Menurut hakim, perbuatan Juliari untuk menunjuk nama perusahaan pengadaan bansos sembako dalam penanganan Covid-19 bukanlah kewajiban Juliari sebagai Menteri Sosial. Sebab, penujukan sudah didelegasikan kepada Kuasa Pengguna Anggaran dan Pejabat Pembuat Komitmen. Lebih lanjut, majelis hakim menyebut Juliari jelas-jelas melakukan intervensi kepada tim teknis pengadaan bansos.

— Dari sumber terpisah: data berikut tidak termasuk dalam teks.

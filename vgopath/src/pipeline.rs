//! The mirroring run: list modules, build the tree, link it, link the
//! secondary roots.
//!
//! ```text
//! <dest>/
//! ├── src/      module tree (see [`crate::link::materialize`])
//! ├── bin   ->  $GOBIN or $GOPATH[0]/bin
//! └── cache ->  $GOCACHE
//! ```

use std::fs;
use std::path::{Path, PathBuf};

use thiserror::Error;
use tracing::{debug, info};

use crate::config::MirrorConfig;
use crate::link::{self, FsError, LinkError, LinkStats};
use crate::module::{self, GoEnv, ModuleReader, ReaderError, ResolverCommand};
use crate::tree::{self, TreeError};

// Stage names used in error messages
const BIN_ROOT: &str = "binary root";
const BUILD_CACHE_ROOT: &str = "build cache";

/// Errors from a mirroring run, tagged with the failing stage.
#[derive(Debug, Error)]
pub enum PipelineError {
    #[error("preparing destination: {0}")]
    Destination(FsError),

    #[error("resolving source directory {}: {error}", .path.display())]
    SourceDir {
        path: PathBuf,
        error: std::io::Error,
    },

    #[error("listing modules: {0}")]
    Listing(ReaderError),

    #[error("building module tree: {0}")]
    Tree(TreeError),

    #[error("linking modules: {0}")]
    Link(LinkError),

    #[error("reading go environment: {0}")]
    GoEnv(ReaderError),

    #[error("linking {root}: {reason}")]
    MissingRoot { root: &'static str, reason: String },

    #[error("linking {root}: {error}")]
    Root {
        root: &'static str,
        error: FsError,
    },
}

/// What a run produced.
#[derive(Debug, Clone, Default, PartialEq, Eq)]
pub struct RunSummary {
    /// Modules listed by the resolver, before filtering.
    pub modules_listed: usize,
    /// Modules linked under `src`.
    pub modules_linked: usize,
    /// Directories and symlinks created for the module tree.
    pub link_stats: LinkStats,
    /// `bin` link, when created.
    pub bin_link: Option<PathBuf>,
    /// Build cache link, when created.
    pub build_cache_link: Option<PathBuf>,
}

/// Build the virtual GOPATH described by `config`.
pub fn run(
    config: &MirrorConfig,
    resolver: &dyn ResolverCommand,
) -> Result<RunSummary, PipelineError> {
    let dest = &config.destination;
    fs::create_dir_all(dest).map_err(|e| {
        PipelineError::Destination(FsError::CreateDir {
            path: dest.clone(),
            error: e,
        })
    })?;

    let source_dir =
        fs::canonicalize(&config.source_dir).map_err(|e| PipelineError::SourceDir {
            path: config.source_dir.clone(),
            error: e,
        })?;

    let mut summary = RunSummary::default();

    if config.skip_modules {
        debug!("Skipping module mirroring");
    } else {
        link_modules(config, &source_dir, resolver, &mut summary)?;
    }

    if config.skip_bin && config.skip_build_cache {
        return Ok(summary);
    }

    let env = GoEnv::query(resolver, &source_dir).map_err(PipelineError::GoEnv)?;

    if config.skip_bin {
        debug!("Skipping binary root");
    } else {
        let target = env.bin_dir().ok_or_else(|| PipelineError::MissingRoot {
            root: BIN_ROOT,
            reason: "neither GOBIN nor GOPATH is set".to_string(),
        })?;
        summary.bin_link = Some(link_root(dest, link::BIN_DIR, BIN_ROOT, &target)?);
    }

    if config.skip_build_cache {
        debug!("Skipping build cache");
    } else {
        let target = env.cache_dir().ok_or_else(|| PipelineError::MissingRoot {
            root: BUILD_CACHE_ROOT,
            reason: "GOCACHE is not set".to_string(),
        })?;
        summary.build_cache_link = Some(link_root(
            dest,
            link::BUILD_CACHE_DIR,
            BUILD_CACHE_ROOT,
            &target,
        )?);
    }

    Ok(summary)
}

fn link_modules(
    config: &MirrorConfig,
    source_dir: &Path,
    resolver: &dyn ResolverCommand,
    summary: &mut RunSummary,
) -> Result<(), PipelineError> {
    let modules = ModuleReader::spawn(source_dir, resolver)
        .and_then(|reader| {
            reader
                .with_shutdown_timeout(config.shutdown_timeout)
                .into_modules()
        })
        .map_err(PipelineError::Listing)?;
    summary.modules_listed = modules.len();

    let modules = module::filter_modules(modules);
    summary.modules_linked = modules.len();

    let forest = tree::build_forest(modules).map_err(PipelineError::Tree)?;
    debug!(roots = forest.len(), "Built module tree");

    let src = link::reset_modules_dir(&config.destination).map_err(PipelineError::Destination)?;
    summary.link_stats = link::materialize(&src, &forest).map_err(PipelineError::Link)?;

    info!(
        dest = %src.display(),
        modules = summary.modules_linked,
        skipped = summary.modules_listed - summary.modules_linked,
        directories = summary.link_stats.directories,
        symlinks = summary.link_stats.symlinks,
        "Linked modules"
    );

    Ok(())
}

fn link_root(
    dest: &Path,
    name: &str,
    root: &'static str,
    target: &Path,
) -> Result<PathBuf, PipelineError> {
    link::link_root(dest, name, target).map_err(|e| PipelineError::Root { root, error: e })
}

"Perbuatan terdakwa telah merekomendasikan dan mengarahkan perusahaan penyedia agar ditunjuk oleh PPK sebagai penyedia bansos sembako Covid-19 adalah bentuk intervensi sehingga tim teknis tidak bisa bekerja normal dan tidak melakukan seleksi di awal pengadaan meski perusahaan nyata-nyata tidak memenuhi syarat sebagai penyedia," kata hakim Joko.
Menteri Sosial 2019-2020 Juliari Batubara divonis 12 tahun penjara ditambah denda Rp 500 juta subsider enam bulan kurungan karena terbukti menerima suap Rp 32,482 miliar dari 109 perusahaan penyedia bantuan sosial sembako Covid-19 di wilayah Jabodetabek.